### What to produce
Copy the records below word for word, leaving out nothing.

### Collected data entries
==========

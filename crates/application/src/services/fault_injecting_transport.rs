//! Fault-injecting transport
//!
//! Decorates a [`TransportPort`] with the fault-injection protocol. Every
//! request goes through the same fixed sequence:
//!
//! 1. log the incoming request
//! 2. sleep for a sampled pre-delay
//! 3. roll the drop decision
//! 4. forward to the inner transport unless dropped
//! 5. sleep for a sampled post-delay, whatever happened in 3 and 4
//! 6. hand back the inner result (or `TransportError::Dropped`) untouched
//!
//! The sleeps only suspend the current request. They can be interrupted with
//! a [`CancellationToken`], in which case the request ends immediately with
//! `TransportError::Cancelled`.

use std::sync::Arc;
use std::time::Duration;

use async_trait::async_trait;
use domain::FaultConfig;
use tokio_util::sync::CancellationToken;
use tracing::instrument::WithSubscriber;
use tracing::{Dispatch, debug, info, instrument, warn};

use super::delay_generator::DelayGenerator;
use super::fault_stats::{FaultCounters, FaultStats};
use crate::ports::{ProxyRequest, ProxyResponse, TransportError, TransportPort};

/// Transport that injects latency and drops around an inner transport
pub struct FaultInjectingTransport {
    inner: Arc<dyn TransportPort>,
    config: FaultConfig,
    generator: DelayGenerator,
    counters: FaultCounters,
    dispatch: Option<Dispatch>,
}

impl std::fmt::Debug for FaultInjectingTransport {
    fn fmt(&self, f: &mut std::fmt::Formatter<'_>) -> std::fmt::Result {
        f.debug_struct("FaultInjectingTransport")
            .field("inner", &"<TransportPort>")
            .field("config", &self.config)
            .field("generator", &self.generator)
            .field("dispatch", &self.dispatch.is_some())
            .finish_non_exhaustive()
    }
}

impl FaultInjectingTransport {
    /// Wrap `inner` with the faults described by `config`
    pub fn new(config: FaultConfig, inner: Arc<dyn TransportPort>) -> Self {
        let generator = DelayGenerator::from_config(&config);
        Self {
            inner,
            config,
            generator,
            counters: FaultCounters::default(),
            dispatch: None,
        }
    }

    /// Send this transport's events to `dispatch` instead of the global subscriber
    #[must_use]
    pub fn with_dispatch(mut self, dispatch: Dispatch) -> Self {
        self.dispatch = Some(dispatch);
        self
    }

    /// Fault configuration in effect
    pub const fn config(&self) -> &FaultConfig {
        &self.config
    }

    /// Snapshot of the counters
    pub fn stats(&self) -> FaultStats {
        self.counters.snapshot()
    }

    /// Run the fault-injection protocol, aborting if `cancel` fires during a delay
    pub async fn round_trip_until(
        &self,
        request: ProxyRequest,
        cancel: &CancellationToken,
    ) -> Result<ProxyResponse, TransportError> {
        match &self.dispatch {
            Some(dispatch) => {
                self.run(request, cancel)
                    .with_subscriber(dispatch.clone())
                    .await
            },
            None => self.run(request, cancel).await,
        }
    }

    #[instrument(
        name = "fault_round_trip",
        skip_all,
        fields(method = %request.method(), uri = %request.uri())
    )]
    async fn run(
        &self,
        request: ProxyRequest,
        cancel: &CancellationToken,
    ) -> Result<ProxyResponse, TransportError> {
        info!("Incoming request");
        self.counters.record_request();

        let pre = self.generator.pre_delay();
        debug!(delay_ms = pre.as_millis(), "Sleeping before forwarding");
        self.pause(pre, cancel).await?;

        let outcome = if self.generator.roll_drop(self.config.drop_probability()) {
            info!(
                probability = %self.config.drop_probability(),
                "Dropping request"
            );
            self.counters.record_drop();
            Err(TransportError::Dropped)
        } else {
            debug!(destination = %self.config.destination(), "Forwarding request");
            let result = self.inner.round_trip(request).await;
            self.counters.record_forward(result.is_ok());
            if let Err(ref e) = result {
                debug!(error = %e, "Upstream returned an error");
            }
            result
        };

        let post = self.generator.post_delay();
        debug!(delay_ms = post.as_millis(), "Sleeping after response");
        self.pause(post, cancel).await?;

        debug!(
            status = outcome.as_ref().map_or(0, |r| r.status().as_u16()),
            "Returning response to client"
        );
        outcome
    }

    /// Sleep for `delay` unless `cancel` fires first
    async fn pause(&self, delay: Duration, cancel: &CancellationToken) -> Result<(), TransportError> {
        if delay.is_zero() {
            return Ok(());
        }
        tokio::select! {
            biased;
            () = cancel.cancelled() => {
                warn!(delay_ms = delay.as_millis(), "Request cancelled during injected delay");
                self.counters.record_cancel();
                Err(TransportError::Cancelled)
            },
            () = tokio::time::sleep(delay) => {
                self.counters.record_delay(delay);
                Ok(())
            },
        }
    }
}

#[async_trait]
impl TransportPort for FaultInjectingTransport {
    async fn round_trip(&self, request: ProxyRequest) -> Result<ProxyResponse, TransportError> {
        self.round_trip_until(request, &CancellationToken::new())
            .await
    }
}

==========

### Exercise output
filename crates/application/src/services/fault_injecting_transport.rs
//! Fault-injecting transport
//!
//! Decorates a [`TransportPort`] with the fault-injection protocol. Every
//! request goes through the same fixed sequence:
//!
//! 1. log the incoming request
//! 2. sleep for a sampled pre-delay
//! 3. roll the drop decision
//! 4. forward to the inner transport unless dropped
//! 5. sleep for a sampled post-delay, whatever happened in 3 and 4
//! 6. hand back the inner result (or `TransportError::Dropped`) untouched
//!
//! The sleeps only suspend the current request. They can be interrupted with
//! a [`CancellationToken`], in which case the request ends immediately with
//! `TransportError::Cancelled`.

use std::sync::Arc;
use std::time::Duration;

use async_trait::async_trait;
use domain::FaultConfig;
use tokio_util::sync::CancellationToken;
use tracing::instrument::WithSubscriber;
use tracing::{Dispatch, debug, info, instrument, warn};

use super::delay_generator::DelayGenerator;
use super::fault_stats::{FaultCounters, FaultStats};
use crate::ports::{ProxyRequest, ProxyResponse, TransportError, TransportPort};

/// Transport that injects latency and drops around an inner transport
pub struct FaultInjectingTransport {
    inner: Arc<dyn TransportPort>,
    config: FaultConfig,
    generator: DelayGenerator,
    counters: FaultCounters,
    dispatch: Option<Dispatch>,
}

impl std::fmt::Debug for FaultInjectingTransport {
    fn fmt(&self, f: &mut std::fmt::Formatter<'_>) -> std::fmt::Result {
        f.debug_struct("FaultInjectingTransport")
            .field("inner", &"<TransportPort>")
            .field("config", &self.config)
            .field("generator", &self.generator)
            .field("dispatch", &self.dispatch.is_some())
            .finish_non_exhaustive()
    }
}

impl FaultInjectingTransport {
    /// Wrap `inner` with the faults described by `config`
    pub fn new(config: FaultConfig, inner: Arc<dyn TransportPort>) -> Self {
        let generator = DelayGenerator::from_config(&config);
        Self {
            inner,
            config,
            generator,
            counters: FaultCounters::default(),
            dispatch: None,
        }
    }

    /// Send this transport's events to `dispatch` instead of the global subscriber
    #[must_use]
    pub fn with_dispatch(mut self, dispatch: Dispatch) -> Self {
        self.dispatch = Some(dispatch);
        self
    }

    /// Fault configuration in effect
    pub const fn config(&self) -> &FaultConfig {
        &self.config
    }

    /// Snapshot of the counters
    pub fn stats(&self) -> FaultStats {
        self.counters.snapshot()
    }

    /// Run the fault-injection protocol, aborting if `cancel` fires during a delay
    pub async fn round_trip_until(
        &self,
        request: ProxyRequest,
        cancel: &CancellationToken,
    ) -> Result<ProxyResponse, TransportError> {
        match &self.dispatch {
            Some(dispatch) => {
                self.run(request, cancel)
                    .with_subscriber(dispatch.clone())
                    .await
            },
            None => self.run(request, cancel).await,
        }
    }

    #[instrument(
        name = "fault_round_trip",
        skip_all,
        fields(method = %request.method(), uri = %request.uri())
    )]
    async fn run(
        &self,
        request: ProxyRequest,
        cancel: &CancellationToken,
    ) -> Result<ProxyResponse, TransportError> {
        info!("Incoming request");
        self.counters.record_request();

        let pre = self.generator.pre_delay();
        debug!(delay_ms = pre.as_millis(), "Sleeping before forwarding");
        self.pause(pre, cancel).await?;

        let outcome = if self.generator.roll_drop(self.config.drop_probability()) {
            info!(
                probability = %self.config.drop_probability(),
                "Dropping request"
            );
            self.counters.record_drop();
            Err(TransportError::Dropped)
        } else {
            debug!(destination = %self.config.destination(), "Forwarding request");
            let result = self.inner.round_trip(request).await;
            self.counters.record_forward(result.is_ok());
            if let Err(ref e) = result {
                debug!(error = %e, "Upstream returned an error");
            }
            result
        };

        let post = self.generator.post_delay();
        debug!(delay_ms = post.as_millis(), "Sleeping after response");
        self.pause(post, cancel).await?;

        debug!(
            status = outcome.as_ref().map_or(0, |r| r.status().as_u16()),
            "Returning response to client"
        );
        outcome
    }

    /// Sleep for `delay` unless `cancel` fires first
    async fn pause(&self, delay: Duration, cancel: &CancellationToken) -> Result<(), TransportError> {
        if delay.is_zero() {
            return Ok(());
        }
        tokio::select! {
            biased;
            () = cancel.cancelled() => {
                warn!(delay_ms = delay.as_millis(), "Request cancelled during injected delay");
                self.counters.record_cancel();
                Err(TransportError::Cancelled)
            },
            () = tokio::time::sleep(delay) => {
                self.counters.record_delay(delay);
                Ok(())
            },
        }
    }
}

#[async_trait]
impl TransportPort for FaultInjectingTransport {
    async fn round_trip(&self, request: ProxyRequest) -> Result<ProxyResponse, TransportError> {
        self.round_trip_until(request, &CancellationToken::new())
            .await
    }
}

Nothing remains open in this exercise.